The public hearing was closed, although no decision was made tonight. Possibly at the next meeting, but I think the one after is more likely.
The question of if all the Board members were receiving their email was raised. This is ironic as if email doesn’t work, you don’t directly know about it, as you aren’t receiving email. It’s the out of channel discussions where email failings show up. Meeting in person, phone calls, etc. Although context in email can imply issues enough you go searching.
Which brought us to SEQR, which took up the bulk of the meeting. The Zoning Board claimed Lead Agency. It’s unlikely anyone will challenge them on it, as SEQR is ‘cruel and unusual punishment‘. Although, unlike most situations, I think it actually makes sense for this project.
While the request at this point will have no real world impact (it’s literally moving lines on a map), it will have impacts down the road. SEQR will also come up then, but there is no reason it can’t be dealt with now. From a Board point of view it has to be done at some point, when doesn’t really matter. From a developers view, the sooner they know about issues the better, as they will have more time to address them. Or decide it’s not worth it, and cancel the project. In the end, I expect they can work around all issues that were discussed.

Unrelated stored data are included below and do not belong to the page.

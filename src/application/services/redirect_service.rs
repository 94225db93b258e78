//! Tracked click orchestration.

use std::sync::Arc;
use std::time::Duration;

use thiserror::Error;
use tracing::{debug, warn};

use super::open_registrar::{OpenEventRegistrar, RegistrationOutcome};
use super::redirect_resolver::RedirectResolver;
use crate::domain::collaborators::{AnalyticsTracker, RedirectUrlArgs, RobotFilter};
use crate::domain::entities::{
    ClickEvent, ContactIdentifier, EventData, QueryParams, RequestContext, TrackedMessage,
};

/// Query parameter carrying the original destination of a tracked link.
pub const LINK_PARAM: &str = "ec_url";

/// Name of the resolution pipeline, used in logs.
pub const PIPELINE_NAME: &str = "redirectUrl";

/// Default bound on a full pipeline run.
pub const DEFAULT_RESOLVER_TIMEOUT: Duration = Duration::from_secs(2);

/// Input errors of a tracked click.
///
/// Both are caught inside [`RedirectService::handle`] and turned into a
/// failure redirect.
#[derive(Debug, Error)]
pub enum RedirectError {
    #[error("The '{0}' query string parameter is empty.")]
    MissingLink(&'static str),

    #[error("The context message is missing.")]
    MissingMessage,
}

/// How the redirect target was chosen.
#[derive(Debug, Clone, Copy, PartialEq, Eq)]
pub enum RedirectKind {
    /// The pipeline produced a URL.
    Resolved,
    /// The pipeline produced nothing; the original link is used verbatim.
    Fallback,
    /// An input error occurred; original link if captured, else not-found URL.
    Failed,
}

impl RedirectKind {
    pub fn as_str(&self) -> &'static str {
        match self {
            Self::Resolved => "resolved",
            Self::Fallback => "fallback",
            Self::Failed => "failed",
        }
    }
}

/// Final decision for a tracked click. `location` is never empty.
#[derive(Debug, Clone, PartialEq, Eq)]
pub struct RedirectDecision {
    pub location: String,
    pub kind: RedirectKind,
    /// Result of the open registration, `None` when it was not attempted.
    pub open_registration: Option<RegistrationOutcome>,
}

/// Everything the orchestrator needs to know about one click request.
///
/// Request-scoped values are passed explicitly rather than read from
/// ambient state.
#[derive(Clone, Copy)]
pub struct ClickRequest<'a> {
    pub query: &'a QueryParams,
    pub message: Option<&'a TrackedMessage>,
    pub contact: Option<&'a ContactIdentifier>,
    pub request: &'a RequestContext,
    pub tracker: Option<&'a dyn AnalyticsTracker>,
    pub site_name: &'a str,
}

/// Single entry point for tracked email clicks.
///
/// Sequences robot filtering, open registration, click event construction
/// and pipeline resolution, and picks the redirect target. Stateless apart
/// from injected collaborators, so it is shared across requests.
pub struct RedirectService {
    registrar: OpenEventRegistrar,
    resolver: RedirectResolver,
    robot_filter: Arc<dyn RobotFilter>,
    item_not_found_url: String,
    resolver_timeout: Duration,
}

impl RedirectService {
    /// Creates the orchestrator.
    ///
    /// `item_not_found_url` is the target of failure redirects when no
    /// original link was captured; it must be non-empty.
    pub fn new(
        registrar: OpenEventRegistrar,
        resolver: RedirectResolver,
        robot_filter: Arc<dyn RobotFilter>,
        item_not_found_url: String,
    ) -> Self {
        Self {
            registrar,
            resolver,
            robot_filter,
            item_not_found_url,
            resolver_timeout: DEFAULT_RESOLVER_TIMEOUT,
        }
    }

    pub fn with_resolver_timeout(mut self, timeout: Duration) -> Self {
        self.resolver_timeout = timeout;
        self
    }

    pub fn item_not_found_url(&self) -> &str {
        &self.item_not_found_url
    }

    /// Handles one tracked click and returns where to send the visitor.
    ///
    /// Never fails: input errors are routed to the failure redirect.
    pub async fn handle(&self, click: ClickRequest<'_>) -> RedirectDecision {
        let decision = match self.redirect(click).await {
            Ok(decision) => decision,
            Err(e) => {
                warn!("Tracked click could not be processed: {}", e);
                self.failed(click)
            }
        };

        metrics::counter!("exm_redirects_total", "outcome" => decision.kind.as_str())
            .increment(1);

        decision
    }

    async fn redirect(&self, click: ClickRequest<'_>) -> Result<RedirectDecision, RedirectError> {
        let original_link = click
            .query
            .get_non_empty(LINK_PARAM)
            .ok_or(RedirectError::MissingLink(LINK_PARAM))?;

        let message = click.message.ok_or(RedirectError::MissingMessage)?;

        let is_robot = self.robot_filter.is_excluded(click.request);

        let open_registration = match click.contact {
            Some(contact) if !is_robot => Some(
                self.registrar
                    .register_open(message, contact, click.request, click.site_name)
                    .await,
            ),
            Some(_) => {
                debug!("Visitor excluded as robot, skipping open registration");
                None
            }
            None => None,
        };

        let event_data = EventData::new(click.contact.cloned(), ClickEvent::for_message(message));
        let session_active = click.tracker.is_some_and(|t| t.is_active());

        let args = RedirectUrlArgs::new(
            event_data,
            click.query.clone(),
            original_link.to_string(),
            session_active,
        );

        let resolved = match tokio::time::timeout(self.resolver_timeout, self.resolver.resolve(args))
            .await
        {
            Ok(resolved) => resolved,
            Err(_) => {
                warn!(
                    "{} did not finish within {:?}",
                    PIPELINE_NAME, self.resolver_timeout
                );
                None
            }
        };

        let decision = match resolved {
            Some(url) => RedirectDecision {
                location: url.to_string(),
                kind: RedirectKind::Resolved,
                open_registration,
            },
            None => {
                warn!(
                    "{} returned empty RedirectToUrl, falling back to {}",
                    PIPELINE_NAME, original_link
                );
                RedirectDecision {
                    location: original_link.to_string(),
                    kind: RedirectKind::Fallback,
                    open_registration,
                }
            }
        };

        Ok(decision)
    }

    /// Failure path: cancel the tracked page and redirect somewhere safe.
    fn failed(&self, click: ClickRequest<'_>) -> RedirectDecision {
        if let Some(tracker) = click.tracker
            && let Err(e) = tracker.cancel_current_page()
        {
            debug!("Could not cancel tracked page: {}", e);
        }

        let location = click
            .query
            .get_non_empty(LINK_PARAM)
            .unwrap_or(&self.item_not_found_url)
            .to_string();

        RedirectDecision {
            location,
            kind: RedirectKind::Failed,
            open_registration: None,
        }
    }
}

There were views expressed in the public chat that differed. I got the sense those watching felt certain issues were being ignored and/or glossed over, traffic in particular. Regardless of my opinion on traffic, I think this is primarily a side effect of the medium. I think this medium makes it harder to communicate, and thus easier to conclude ‘secrets’ are being kept from the public. Again, it fragments the public while giving more control to government. Or at least creates that appearance. And in this case, appearance might as well be reality.
SEQR will continue at the next meeting, and potentially be resolved then. Which may mean a decision on the subdivision. Or it may be delayed further. ‘Measure twice‘ and all.
Next meeting moved to March 8th, due to timing on SEQR. I don’t see a compelling reason this couldn’t jump to April. That should meet the required time frame, without being an off schedule meeting. Eh, not like my opinion is the one that matters here.
And those are my Observations From Audience Land for the February 1, 2021 meeting of the Honeoye Falls Zoning Board.